You're on your phone and you open up Facebook. Within a few scrolls, you find out that your friend's boyfriend has proposed to her in the most romantic way you've ever seen while on vacation in Paris. In contrast, you have to tiptoe around the idea of moving in together when you talk to your partner of 5 years. How do you feel about your own relationship? How do you feel about your partner?

At a social event, you run into your friend who has a child around the same age as yours. As you're chatting with your friend, she tells you about all her child's accomplishments, and all you can think about is how your child is falling behind in comparison. How does this affect how you see your child? How does this affect your relationship with your child?

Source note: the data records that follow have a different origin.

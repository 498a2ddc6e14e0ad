//! Server settings loaded via OrthoConfig.
//!
//! Values come from, in increasing precedence: built-in defaults, an optional
//! configuration file, `GRADEBOOK_*` environment variables and command-line
//! flags (`--port 8080`).

use std::net::SocketAddr;

use ortho_config::OrthoConfig;
use serde::Deserialize;

const DEFAULT_HOST: &str = "0.0.0.0";
const DEFAULT_PORT: u16 = 5000;
const DEFAULT_DATABASE_URL: &str = "students.db";
const DEFAULT_POOL_SIZE: u32 = 5;

/// Configuration values for the records server.
#[derive(Debug, Clone, Deserialize, OrthoConfig)]
#[ortho_config(prefix = "GRADEBOOK")]
pub struct ServerSettings {
    /// Interface to bind.
    pub host: Option<String>,
    /// TCP port to bind.
    pub port: Option<u16>,
    /// SQLite database path or URI.
    pub database_url: Option<String>,
    /// Maximum number of pooled connections.
    pub pool_size: Option<u32>,
    /// Insert a placeholder student when the roster is empty at startup.
    #[ortho_config(default = false)]
    pub seed_example_student: bool,
}

impl ServerSettings {
    /// Return the configured host, falling back to all interfaces.
    pub fn host(&self) -> &str {
        self.host.as_deref().unwrap_or(DEFAULT_HOST)
    }

    /// Return the configured port, falling back to 5000.
    pub fn port(&self) -> u16 {
        self.port.unwrap_or(DEFAULT_PORT)
    }

    /// Return the configured database location.
    pub fn database_url(&self) -> &str {
        self.database_url.as_deref().unwrap_or(DEFAULT_DATABASE_URL)
    }

    /// Return the configured pool size.
    pub fn pool_size(&self) -> u32 {
        self.pool_size.unwrap_or(DEFAULT_POOL_SIZE)
    }

    /// Resolve the bind address.
    ///
    /// # Errors
    ///
    /// Returns an error when the host is not an IP address literal.
    pub fn bind_addr(&self) -> Result<SocketAddr, std::net::AddrParseError> {
        let ip = self.host().parse()?;
        Ok(SocketAddr::new(ip, self.port()))
    }
}

#[cfg(test)]
mod tests {
    //! Unit tests for server settings parsing.

    use super::*;
    use std::ffi::OsString;

    use env_lock::lock_env;
    use rstest::rstest;

    const VARS: [&str; 5] = [
        "GRADEBOOK_HOST",
        "GRADEBOOK_PORT",
        "GRADEBOOK_DATABASE_URL",
        "GRADEBOOK_POOL_SIZE",
        "GRADEBOOK_SEED_EXAMPLE_STUDENT",
    ];

    fn load(args: &[&str]) -> ServerSettings {
        let argv = std::iter::once(OsString::from("gradebook"))
            .chain(args.iter().map(OsString::from));
        ServerSettings::load_from_iter(argv).expect("config should load")
    }

    #[rstest]
    fn default_values_are_used_when_missing() {
        let _guard = lock_env(VARS.map(|name| (name, None::<String>)));

        let settings = load(&[]);
        assert_eq!(settings.host(), "0.0.0.0");
        assert_eq!(settings.port(), 5000);
        assert_eq!(settings.database_url(), "students.db");
        assert_eq!(settings.pool_size(), 5);
        assert!(!settings.seed_example_student);
        assert_eq!(
            settings.bind_addr().expect("default host parses"),
            "0.0.0.0:5000".parse().expect("literal address")
        );
    }

    #[rstest]
    fn environment_overrides_are_respected() {
        let _guard = lock_env([
            ("GRADEBOOK_HOST", Some("127.0.0.1".to_owned())),
            ("GRADEBOOK_PORT", Some("8088".to_owned())),
            ("GRADEBOOK_DATABASE_URL", Some("/tmp/grades.db".to_owned())),
            ("GRADEBOOK_POOL_SIZE", Some("2".to_owned())),
            ("GRADEBOOK_SEED_EXAMPLE_STUDENT", Some("true".to_owned())),
        ]);

        let settings = load(&[]);
        assert_eq!(settings.host(), "127.0.0.1");
        assert_eq!(settings.port(), 8088);
        assert_eq!(settings.database_url(), "/tmp/grades.db");
        assert_eq!(settings.pool_size(), 2);
        assert!(settings.seed_example_student);
    }

    #[rstest]
    fn command_line_flags_override_environment() {
        let _guard = lock_env([
            ("GRADEBOOK_HOST", None::<String>),
            ("GRADEBOOK_PORT", Some("8088".to_owned())),
            ("GRADEBOOK_DATABASE_URL", None),
            ("GRADEBOOK_POOL_SIZE", None),
            ("GRADEBOOK_SEED_EXAMPLE_STUDENT", None),
        ]);

        let settings = load(&["--port", "9000"]);
        assert_eq!(settings.port(), 9000);
    }

    #[rstest]
    fn non_literal_host_is_rejected_by_bind_addr() {
        let _guard = lock_env([("GRADEBOOK_HOST", Some("localhost".to_owned()))]);
        assert!(load(&[]).bind_addr().is_err());
    }
}
//! Client side of the records API.
//!
//! [`api::RecordsClient`] speaks HTTP, [`view::ViewState`] holds what the
//! screens show, and [`session::Session`] ties the two together so every
//! action refetches what it changed.

pub mod api;
pub mod session;
pub mod view;

pub use api::{ClientError, GradeInput, GradeRecord, HealthStatus, RecordsClient};
pub use session::{ExportedFile, RecordsApi, SELECT_STUDENT_FIRST, Session};
pub use view::{DashboardSummary, Screen, ViewState};
//! `define_port_error!`: declares a port error enum with `thiserror` messages
//! and one snake_case constructor per variant.

macro_rules! define_port_error {
    (@ctor $variant:ident) => {
        ::paste::paste! {
            pub fn [<$variant:snake>]() -> Self {
                Self::$variant
            }
        }
    };

    (@ctor $variant:ident { $($field:ident : $ty:ty),* $(,)? }) => {
        define_port_error!(@ctor_impl $variant () () $( $field : $ty, )*);
    };

    (@ctor_impl $variant:ident ($($params:tt)*) ($($inits:tt)*) ) => {
        ::paste::paste! {
            pub fn [<$variant:snake>]($($params)*) -> Self {
                Self::$variant { $($inits)* }
            }
        }
    };

    (@ctor_impl $variant:ident ($($params:tt)*) ($($inits:tt)*) $field:ident : $ty:ty, $($rest:tt)*) => {
        define_port_error!(
            @ctor_impl
            $variant
            ($($params)* $field: impl Into<$ty>,)
            ($($inits)* $field: $field.into(),)
            $($rest)*
        );
    };
    (
        $(#[$outer:meta])*
        pub enum $name:ident {
            $(
                $(#[$variant_meta:meta])*
                $variant:ident $( { $($field:ident : $ty:ty),* $(,)? } )? => $message:expr
            ),* $(,)?
        }
    ) => {
        $(#[$outer])*
        #[derive(Debug, Clone, PartialEq, Eq, thiserror::Error)]
        pub enum $name {
            $(
                $(#[$variant_meta])*
                #[error($message)]
                $variant $( { $($field : $ty),* } )?,
            )*
        }

        impl $name {
            $(
                define_port_error!(@ctor $variant $( { $($field : $ty),* } )?);
            )*
        }
    };
}

pub(crate) use define_port_error;
//! Test helpers for inbound HTTP components.

use std::sync::Arc;

use actix_web::dev::ServiceResponse;
use actix_web::{App, test as actix_test, web};

use crate::domain::ports::{
    MockGradesCommand, MockGradesQuery, MockStudentsCommand, MockStudentsQuery,
};
use crate::middleware::Trace;

use super::state::HttpState;

/// Mocked driving ports; set expectations before calling [`MockPorts::call`].
#[derive(Default)]
pub struct MockPorts {
    pub students: MockStudentsQuery,
    pub students_command: MockStudentsCommand,
    pub grades: MockGradesQuery,
    pub grades_command: MockGradesCommand,
}

impl MockPorts {
    fn into_state(self) -> HttpState {
        HttpState::new(
            Arc::new(self.students),
            Arc::new(self.students_command),
            Arc::new(self.grades),
            Arc::new(self.grades_command),
        )
    }

    /// Serve `request` through the full API configuration.
    pub async fn call(self, request: actix_test::TestRequest) -> ServiceResponse {
        let app = actix_test::init_service(
            App::new()
                .wrap(Trace)
                .app_data(web::Data::new(self.into_state()))
                .configure(super::configure),
        )
        .await;
        actix_test::call_service(&app, request.to_request()).await
    }
}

Now more than ever before, we are bombarded by information about other people in our daily life, providing us with countless opportunities to compare ourselves, the people around us (including our close others such as family members, friends, and romantic partners), and our relationships. How do these comparisons affect our relationships? How do they change the way we see ourselves and the important people in our lives?

We explore the impact of these comparisons in the context of close relationships. Specifically, we examine
1. how comparisons between close others influence relationship outcomes (e.g., I compare myself to my romantic partner; Thai et al., 2016),
2. how comparisons between relationships influence how individuals perceive their own relationship (Thai et al., 2020), and
3. how comparisons between close others and another person (e.g, comparing my child to someone else's child or comparing my partner to someone else's partner) influence how individuals perceive the close other (e.g., romantic partner, parents, children, and close friends) and their relationships with these close others. (Thai & Lockwood, 2015; Thai et al., 2019)

More recently, we have begun to examine how comparisons influence people other than the comparer (e.g., the romantic partner, the child, the parent, relationship dynamics), and the cumulative impact of making multiple comparisons (see Midgley et al., in press).

Experience Sampling Methods

Because we examine how daily experiences affect relationships, we also conduct studies looking at experience sampling methodological issues. We have developed ExperienceSampler an open-source scaffold for building smartphone apps for experience sampling studies. (Thai & Page-Gould, 2018).

We are currently developing a reaction time toolkit for ExperienceSampler. We are also currently testing the efficacy of different experience sampling reporting protocols.